None of it worried Frank Burke. “That frustration, the slowing down for towns and the speeding up, getting around the trucks, was part of the trip experience. That’s the way it was.”
As with Route 66, it’s not possible to drive the entire length of the old Hume separately as some sections were used for the upgrade to freeway standard. Yet the remaining single-lane sections lined with gum trees are the making of a charming country drive.
Got its own song
And also like Route 66, an iconic song is becoming part of the mix. Singer Lucky Starr has joined the cause by reviving his 1962 hit I’ve Been Everywhere but with new lyrics listing 86 Hume townships. Frank says he has interest from a bus company to run an historic tour of the Old Hume over, say, seven days with regular stops to soak up the history. And for the self-guided tourist, Frank is preparing to produce an atlas of the route with maps and descriptions of the towns.
It sounds like an enormous amount of research but much of it has been done. When the last NSW town on the Hume was bypassed two years ago, the NSW Roads and Maritime Services department issued just such a book, sub-titled Routes, Towns and Turn Offs on the Old Hume Highway. It breaks the 550km of the Hume in NSW into 10 sections with maps colour-coded for the original route and the current one. Frank has begun work, aided by former VicRoads employees, on a Victorian equivalent.
The task Frank has set his organisation is to link up what remains into a coherent whole. That means identifying signs declaring a section of road to be the Old Hume. Some enthusiasts have already gone further.
Recreating mileposts
In a backyard in the long bypassed gold mining town of Chiltern, near Wodonga, two former motor mechanics have begun recreating the roadside mileposts that existed on the surrounding section of the Old Hume.

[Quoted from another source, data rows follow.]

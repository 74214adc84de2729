use std::sync::Arc;
use std::time::Duration;

use async_trait::async_trait;
use redis::{AsyncCommands, Client as RedisClient, RedisResult};

use super::CacheStore;

const SCAN_BATCH: usize = 200;

/// Redis 缓存存储
#[derive(Clone)]
pub struct RedisCacheStore {
    redis: Arc<RedisClient>,
}

impl RedisCacheStore {
    pub fn new(redis: Arc<RedisClient>) -> Self {
        Self { redis }
    }
}

/// 转义 glob 特殊字符，前缀按字面匹配
fn escape_glob(s: &str) -> String {
    let mut escaped = String::with_capacity(s.len());
    for c in s.chars() {
        if matches!(c, '*' | '?' | '[' | ']' | '\\') {
            escaped.push('\\');
        }
        escaped.push(c);
    }
    escaped
}

#[async_trait]
impl CacheStore for RedisCacheStore {
    async fn get(&self, key: &str) -> RedisResult<Option<String>> {
        let mut conn = self.redis.get_multiplexed_async_connection().await?;
        conn.get(key).await
    }

    async fn set_ex(&self, key: &str, value: &str, ttl: Duration) -> RedisResult<()> {
        let mut conn = self.redis.get_multiplexed_async_connection().await?;
        let _: () = conn.set_ex(key, value, ttl.as_secs().max(1)).await?;
        Ok(())
    }

    async fn keys_with_prefix(&self, prefix: &str) -> RedisResult<Vec<String>> {
        let mut conn = self.redis.get_multiplexed_async_connection().await?;
        let pattern = format!("{}*", escape_glob(prefix));

        // SCAN 不阻塞服务端，游标回到 0 表示遍历结束
        let mut keys = Vec::new();
        let mut cursor: u64 = 0;
        loop {
            let (next, batch): (u64, Vec<String>) = redis::cmd("SCAN")
                .arg(cursor)
                .arg("MATCH")
                .arg(&pattern)
                .arg("COUNT")
                .arg(SCAN_BATCH)
                .query_async(&mut conn)
                .await?;
            keys.extend(batch);
            if next == 0 {
                break;
            }
            cursor = next;
        }

        keys.sort();
        keys.dedup();
        Ok(keys)
    }

    async fn delete(&self, keys: &[String]) -> RedisResult<u64> {
        if keys.is_empty() {
            return Ok(0);
        }
        let mut conn = self.redis.get_multiplexed_async_connection().await?;
        conn.del(keys).await
    }

    async fn incr_window(&self, key: &str, window: Duration) -> RedisResult<(u64, u64)> {
        let mut conn = self.redis.get_multiplexed_async_connection().await?;

        // 使用 INCR 和 EXPIRE 实现固定窗口计数
        let count: u64 = conn.incr(key, 1).await?;
        if count == 1 {
            let _: () = conn.expire(key, window.as_secs() as i64).await?;
        }

        let ttl: i64 = conn.ttl(key).await?;
        let ttl = if ttl < 0 { window.as_secs() } else { ttl as u64 };
        Ok((count, ttl))
    }
}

“We’ve made a wooden carcass and covered it with cement sheet for the post,” former RACV serviceman Adrian Gray says of the project he shares with Peter Gaston. “The edges are fibre-glassed and filled before painting. They’ll have an M on top and on one side of the post the distance from Melbourne and on the other side of the post the distance to Melbourne. They are the same dimensions as the original posts. At the moment we have made nine to go from Wenkes Crossing to Barnawartha.”
With the determination of the likes of Adrian, Peter, and Frank Burke, the Old Hume experience looks as if it will be as authentic as possible – only the trucks will be missing.